Soon after, Charlie moved to England with his fiancée, and his adoptive mother died. Charlie visited Da regularly, giving him a few pounds for spending money, and begging the old man to come live with him in England. Da always refused, which hurt Charlie more than the old man could have realized.

After Da's death, Charlie receives a visit from Drumm, now an elderly man himself. Drumm still bears some ill will toward Charlie, but has been asked by Da to make sure that Charlie receives his inheritance. To Charlie's horror, the inheritance turns out to be the paperweight made of eyeglasses, and an envelope containing all the spending money Charlie had ever given to his Da.

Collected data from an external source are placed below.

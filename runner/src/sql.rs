//! SQL execution backend: an in-memory DuckDB connection with one view per
//! dataset file, queried with the submitted statement.

use duckdb::Connection;
use duckdb::types::ValueRef;
use tabulon_protocol::ErrorKind;
use tabulon_protocol::RunnerFile;
use tabulon_protocol::RunnerResponse;
use tabulon_protocol::RunnerStatus;

fn value_to_json(value: ValueRef<'_>) -> serde_json::Value {
    match value {
        ValueRef::Null => serde_json::Value::Null,
        ValueRef::Boolean(b) => serde_json::Value::Bool(b),
        ValueRef::TinyInt(i) => serde_json::Value::from(i),
        ValueRef::SmallInt(i) => serde_json::Value::from(i),
        ValueRef::Int(i) => serde_json::Value::from(i),
        ValueRef::BigInt(i) => serde_json::Value::from(i),
        ValueRef::HugeInt(i) => serde_json::Value::String(i.to_string()),
        ValueRef::UTinyInt(i) => serde_json::Value::from(i),
        ValueRef::USmallInt(i) => serde_json::Value::from(i),
        ValueRef::UInt(i) => serde_json::Value::from(i),
        ValueRef::UBigInt(i) => serde_json::Value::from(i),
        ValueRef::Float(f) => serde_json::Number::from_f64(f64::from(f))
            .map_or(serde_json::Value::Null, serde_json::Value::Number),
        ValueRef::Double(f) => serde_json::Number::from_f64(f)
            .map_or(serde_json::Value::Null, serde_json::Value::Number),
        ValueRef::Decimal(d) => serde_json::Value::String(d.to_string()),
        ValueRef::Text(bytes) => serde_json::Value::String(String::from_utf8_lossy(bytes).into_owned()),
        ValueRef::Blob(bytes) => serde_json::Value::String(format!("0x{}", hex_encode(bytes))),
        other => serde_json::Value::String(format!("{other:?}")),
    }
}

fn hex_encode(bytes: &[u8]) -> String {
    bytes.iter().map(|b| format!("{b:02x}")).collect()
}

fn quote_ident(name: &str) -> String {
    format!("\"{}\"", name.replace('"', "\"\""))
}

fn quote_literal(path: &str) -> String {
    format!("'{}'", path.replace('\'', "''"))
}

fn open_session(files: &[RunnerFile]) -> duckdb::Result<Connection> {
    let conn = Connection::open_in_memory()?;
    for file in files {
        let sql = format!(
            "CREATE VIEW {} AS SELECT * FROM read_csv_auto({}, header=true)",
            quote_ident(&file.name),
            quote_literal(&file.path.to_string_lossy()),
        );
        conn.execute_batch(&sql)?;
    }
    Ok(conn)
}

/// Runs `sql` against views created from `files`, returning up to `max_rows`
/// rows. Column names and cell values come straight from the executed
/// statement; no result shaping (truncation) happens here.
pub fn run(files: &[RunnerFile], sql: &str, max_rows: usize) -> RunnerResponse {
    let conn = match open_session(files) {
        Ok(conn) => conn,
        Err(e) => return RunnerResponse::error(ErrorKind::RunnerInternalError, e.to_string()),
    };

    let mut stmt = match conn.prepare(sql) {
        Ok(stmt) => stmt,
        Err(e) => return RunnerResponse::error(ErrorKind::RunnerInternalError, e.to_string()),
    };

    let mut rows_iter = match stmt.query([]) {
        Ok(rows) => rows,
        Err(e) => return RunnerResponse::error(ErrorKind::RunnerInternalError, e.to_string()),
    };

    let column_count = rows_iter.as_ref().map_or(0, duckdb::Statement::column_count);
    let columns: Vec<String> = (0..column_count)
        .map(|i| {
            rows_iter
                .as_ref()
                .and_then(|s| s.column_name(i).ok())
                .map_or_else(|| "?".to_string(), String::clone)
        })
        .collect();

    let mut rows = Vec::new();
    let mut total_rows = 0usize;
    loop {
        let row = match rows_iter.next() {
            Ok(Some(row)) => row,
            Ok(None) => break,
            Err(e) => return RunnerResponse::error(ErrorKind::RunnerInternalError, e.to_string()),
        };
        total_rows += 1;
        if rows.len() >= max_rows {
            continue;
        }
        let mut values = Vec::with_capacity(column_count);
        for i in 0..column_count {
            let cell = match row.get_ref(i) {
                Ok(v) => value_to_json(v),
                Err(e) => return RunnerResponse::error(ErrorKind::RunnerInternalError, e.to_string()),
            };
            values.push(cell);
        }
        rows.push(values);
    }

    RunnerResponse {
        status: RunnerStatus::Success,
        columns,
        row_count: rows.len(),
        rows,
        exec_time_ms: 0,
        stdout_trunc: String::new(),
        stderr_trunc: String::new(),
        error: None,
        truncated: total_rows > max_rows,
    }
}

Charlie is forced to accept that he could never repay his father. In fact, Da adored him, and selflessly gave him his entire legacy: the money and the paperweight. Charlie berates his father's ghost, pledging to leave Ireland forever, outraged that Da never accepted any help, and saddened that Da refused to move to England. The ghost decides to make up for lost time, and come back to England with Charlie. As the play ends, Charlie leaves his house with the ghost following him. His Da will always remain a powerful presence in his life.

==Accolades==
- Awards
- 1978 Tony Award for Best Play
- 1978 Drama Desk Award for Outstanding New Play
- 1978 New York Drama Critics' Circle Award for Best Play
- 1978 Outer Critics Circle Award for the Most Outstanding Play of the New York Season

==Film adaptation==

The film adaptation of 1988 retained Ireland as the primary setting. Playwright Hugh Leonard wrote the screenplay, adding material from his memoir. In addition, he slightly rewrote the main character, Charlie, as an Irishman who had emigrated to the United States many years earlier, to permit casting of actor Martin Sheen in the role without his being forced to attempt a British or Irish accent. Playwright Hugh Leonard had a cameo in the film as one of the pallbearers carrying the coffin of Charlie's father.